ABOUT THIS TASK: In the answer, each line of the listing should appear again unchanged.

☆ ☆ ☆ ☆ ☆ ☆ ☆

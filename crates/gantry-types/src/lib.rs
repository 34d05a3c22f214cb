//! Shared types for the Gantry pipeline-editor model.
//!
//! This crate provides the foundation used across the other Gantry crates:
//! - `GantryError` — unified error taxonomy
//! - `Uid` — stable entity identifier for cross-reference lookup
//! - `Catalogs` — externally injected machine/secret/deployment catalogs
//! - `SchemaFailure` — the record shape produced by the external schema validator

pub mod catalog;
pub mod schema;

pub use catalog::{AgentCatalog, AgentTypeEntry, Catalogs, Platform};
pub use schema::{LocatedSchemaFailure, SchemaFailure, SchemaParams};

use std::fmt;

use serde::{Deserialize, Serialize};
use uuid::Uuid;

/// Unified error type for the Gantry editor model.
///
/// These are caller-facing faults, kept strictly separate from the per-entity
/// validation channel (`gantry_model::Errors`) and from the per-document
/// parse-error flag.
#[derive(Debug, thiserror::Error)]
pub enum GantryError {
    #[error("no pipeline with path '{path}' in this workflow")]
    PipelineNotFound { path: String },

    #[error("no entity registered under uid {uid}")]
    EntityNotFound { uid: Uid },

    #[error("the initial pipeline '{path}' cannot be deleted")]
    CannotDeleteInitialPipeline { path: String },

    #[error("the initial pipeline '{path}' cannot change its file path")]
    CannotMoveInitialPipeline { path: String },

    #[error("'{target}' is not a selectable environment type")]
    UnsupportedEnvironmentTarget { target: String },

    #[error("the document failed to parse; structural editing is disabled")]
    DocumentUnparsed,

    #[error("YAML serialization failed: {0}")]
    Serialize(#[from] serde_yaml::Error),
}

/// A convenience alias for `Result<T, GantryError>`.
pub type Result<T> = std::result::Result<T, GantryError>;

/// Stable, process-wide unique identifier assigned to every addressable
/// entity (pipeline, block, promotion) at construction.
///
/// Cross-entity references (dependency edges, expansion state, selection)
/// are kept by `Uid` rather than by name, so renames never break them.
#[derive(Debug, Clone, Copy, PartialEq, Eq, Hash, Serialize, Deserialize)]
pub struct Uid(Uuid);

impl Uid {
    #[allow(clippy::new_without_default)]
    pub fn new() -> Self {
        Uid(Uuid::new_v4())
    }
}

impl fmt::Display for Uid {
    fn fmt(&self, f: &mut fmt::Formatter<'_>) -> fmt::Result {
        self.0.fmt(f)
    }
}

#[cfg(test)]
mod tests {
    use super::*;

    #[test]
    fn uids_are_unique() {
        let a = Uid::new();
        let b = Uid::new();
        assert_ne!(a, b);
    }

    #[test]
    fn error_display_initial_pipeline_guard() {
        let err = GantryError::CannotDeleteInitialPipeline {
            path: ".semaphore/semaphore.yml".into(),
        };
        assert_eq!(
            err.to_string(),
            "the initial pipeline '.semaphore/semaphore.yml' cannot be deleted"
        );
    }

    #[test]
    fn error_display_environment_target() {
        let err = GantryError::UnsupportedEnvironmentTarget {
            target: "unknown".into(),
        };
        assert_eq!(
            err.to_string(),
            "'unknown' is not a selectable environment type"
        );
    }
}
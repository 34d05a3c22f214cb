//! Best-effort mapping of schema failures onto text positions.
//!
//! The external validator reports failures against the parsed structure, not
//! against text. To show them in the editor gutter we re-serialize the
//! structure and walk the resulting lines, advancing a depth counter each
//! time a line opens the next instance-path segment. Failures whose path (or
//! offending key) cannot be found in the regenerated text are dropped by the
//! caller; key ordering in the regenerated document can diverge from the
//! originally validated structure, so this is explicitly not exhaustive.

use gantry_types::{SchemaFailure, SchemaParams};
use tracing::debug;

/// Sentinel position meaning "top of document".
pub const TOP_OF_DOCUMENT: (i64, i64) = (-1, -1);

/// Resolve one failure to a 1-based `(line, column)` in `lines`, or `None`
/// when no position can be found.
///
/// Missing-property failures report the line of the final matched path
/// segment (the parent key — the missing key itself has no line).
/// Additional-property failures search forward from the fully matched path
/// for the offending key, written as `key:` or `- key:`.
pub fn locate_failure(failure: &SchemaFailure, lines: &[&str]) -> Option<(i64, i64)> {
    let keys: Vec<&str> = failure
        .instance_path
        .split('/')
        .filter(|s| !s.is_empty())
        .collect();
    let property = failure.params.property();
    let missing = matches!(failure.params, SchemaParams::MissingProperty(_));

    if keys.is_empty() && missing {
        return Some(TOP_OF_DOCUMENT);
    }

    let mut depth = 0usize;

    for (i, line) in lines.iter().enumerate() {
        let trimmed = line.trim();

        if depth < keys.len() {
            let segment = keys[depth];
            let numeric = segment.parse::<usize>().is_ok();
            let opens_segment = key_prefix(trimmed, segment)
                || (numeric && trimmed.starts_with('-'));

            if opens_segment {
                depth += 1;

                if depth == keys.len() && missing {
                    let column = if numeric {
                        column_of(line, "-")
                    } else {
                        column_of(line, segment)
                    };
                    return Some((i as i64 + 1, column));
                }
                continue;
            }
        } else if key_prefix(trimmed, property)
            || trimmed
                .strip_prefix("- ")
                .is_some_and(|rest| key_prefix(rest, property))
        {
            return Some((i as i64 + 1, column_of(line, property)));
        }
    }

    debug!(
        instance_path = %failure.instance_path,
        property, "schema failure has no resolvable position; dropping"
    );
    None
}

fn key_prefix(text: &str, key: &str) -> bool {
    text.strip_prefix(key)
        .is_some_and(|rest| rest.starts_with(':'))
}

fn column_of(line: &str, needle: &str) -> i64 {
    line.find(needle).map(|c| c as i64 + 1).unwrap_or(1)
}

☆ ☆ ☆ ☆ ☆ ☆ ☆

YOUR RESPONSE:
filename crates/gantry-types/src/lib.rs
repository 34d05a3c22f214cb
//! Shared types for the Gantry pipeline-editor model.
//!
//! This crate provides the foundation used across the other Gantry crates:
//! - `GantryError` — unified error taxonomy
//! - `Uid` — stable entity identifier for cross-reference lookup
//! - `Catalogs` — externally injected machine/secret/deployment catalogs
//! - `SchemaFailure` — the record shape produced by the external schema validator

pub mod catalog;
pub mod schema;

pub use catalog::{AgentCatalog, AgentTypeEntry, Catalogs, Platform};
pub use schema::{LocatedSchemaFailure, SchemaFailure, SchemaParams};

use std::fmt;

use serde::{Deserialize, Serialize};
use uuid::Uuid;

/// Unified error type for the Gantry editor model.
///
/// These are caller-facing faults, kept strictly separate from the per-entity
/// validation channel (`gantry_model::Errors`) and from the per-document
/// parse-error flag.
#[derive(Debug, thiserror::Error)]
pub enum GantryError {
    #[error("no pipeline with path '{path}' in this workflow")]
    PipelineNotFound { path: String },

    #[error("no entity registered under uid {uid}")]
    EntityNotFound { uid: Uid },

    #[error("the initial pipeline '{path}' cannot be deleted")]
    CannotDeleteInitialPipeline { path: String },

    #[error("the initial pipeline '{path}' cannot change its file path")]
    CannotMoveInitialPipeline { path: String },

    #[error("'{target}' is not a selectable environment type")]
    UnsupportedEnvironmentTarget { target: String },

    #[error("the document failed to parse; structural editing is disabled")]
    DocumentUnparsed,

    #[error("YAML serialization failed: {0}")]
    Serialize(#[from] serde_yaml::Error),
}

/// A convenience alias for `Result<T, GantryError>`.
pub type Result<T> = std::result::Result<T, GantryError>;

/// Stable, process-wide unique identifier assigned to every addressable
/// entity (pipeline, block, promotion) at construction.
///
/// Cross-entity references (dependency edges, expansion state, selection)
/// are kept by `Uid` rather than by name, so renames never break them.
#[derive(Debug, Clone, Copy, PartialEq, Eq, Hash, Serialize, Deserialize)]
pub struct Uid(Uuid);

impl Uid {
    #[allow(clippy::new_without_default)]
    pub fn new() -> Self {
        Uid(Uuid::new_v4())
    }
}

impl fmt::Display for Uid {
    fn fmt(&self, f: &mut fmt::Formatter<'_>) -> fmt::Result {
        self.0.fmt(f)
    }
}

#[cfg(test)]
mod tests {
    use super::*;

    #[test]
    fn uids_are_unique() {
        let a = Uid::new();
        let b = Uid::new();
        assert_ne!(a, b);
    }

    #[test]
    fn error_display_initial_pipeline_guard() {
        let err = GantryError::CannotDeleteInitialPipeline {
            path: ".semaphore/semaphore.yml".into(),
        };
        assert_eq!(
            err.to_string(),
            "the initial pipeline '.semaphore/semaphore.yml' cannot be deleted"
        );
    }

    #[test]
    fn error_display_environment_target() {
        let err = GantryError::UnsupportedEnvironmentTarget {
            target: "unknown".into(),
        };
        assert_eq!(
            err.to_string(),
            "'unknown' is not a selectable environment type"
        );
    }
}
repository 34d05a3c22f214cb
//! Best-effort mapping of schema failures onto text positions.
//!
//! The external validator reports failures against the parsed structure, not
//! against text. To show them in the editor gutter we re-serialize the
//! structure and walk the resulting lines, advancing a depth counter each
//! time a line opens the next instance-path segment. Failures whose path (or
//! offending key) cannot be found in the regenerated text are dropped by the
//! caller; key ordering in the regenerated document can diverge from the
//! originally validated structure, so this is explicitly not exhaustive.

use gantry_types::{SchemaFailure, SchemaParams};
use tracing::debug;

/// Sentinel position meaning "top of document".
pub const TOP_OF_DOCUMENT: (i64, i64) = (-1, -1);

/// Resolve one failure to a 1-based `(line, column)` in `lines`, or `None`
/// when no position can be found.
///
/// Missing-property failures report the line of the final matched path
/// segment (the parent key — the missing key itself has no line).
/// Additional-property failures search forward from the fully matched path
/// for the offending key, written as `key:` or `- key:`.
pub fn locate_failure(failure: &SchemaFailure, lines: &[&str]) -> Option<(i64, i64)> {
    let keys: Vec<&str> = failure
        .instance_path
        .split('/')
        .filter(|s| !s.is_empty())
        .collect();
    let property = failure.params.property();
    let missing = matches!(failure.params, SchemaParams::MissingProperty(_));

    if keys.is_empty() && missing {
        return Some(TOP_OF_DOCUMENT);
    }

    let mut depth = 0usize;

    for (i, line) in lines.iter().enumerate() {
        let trimmed = line.trim();

        if depth < keys.len() {
            let segment = keys[depth];
            let numeric = segment.parse::<usize>().is_ok();
            let opens_segment = key_prefix(trimmed, segment)
                || (numeric && trimmed.starts_with('-'));

            if opens_segment {
                depth += 1;

                if depth == keys.len() && missing {
                    let column = if numeric {
                        column_of(line, "-")
                    } else {
                        column_of(line, segment)
                    };
                    return Some((i as i64 + 1, column));
                }
                continue;
            }
        } else if key_prefix(trimmed, property)
            || trimmed
                .strip_prefix("- ")
                .is_some_and(|rest| key_prefix(rest, property))
        {
            return Some((i as i64 + 1, column_of(line, property)));
        }
    }

    debug!(
        instance_path = %failure.instance_path,
        property, "schema failure has no resolvable position; dropping"
    );
    None
}

fn key_prefix(text: &str, key: &str) -> bool {
    text.strip_prefix(key)
        .is_some_and(|rest| rest.starts_with(':'))
}

fn column_of(line: &str, needle: &str) -> i64 {
    line.find(needle).map(|c| c as i64 + 1).unwrap_or(1)
}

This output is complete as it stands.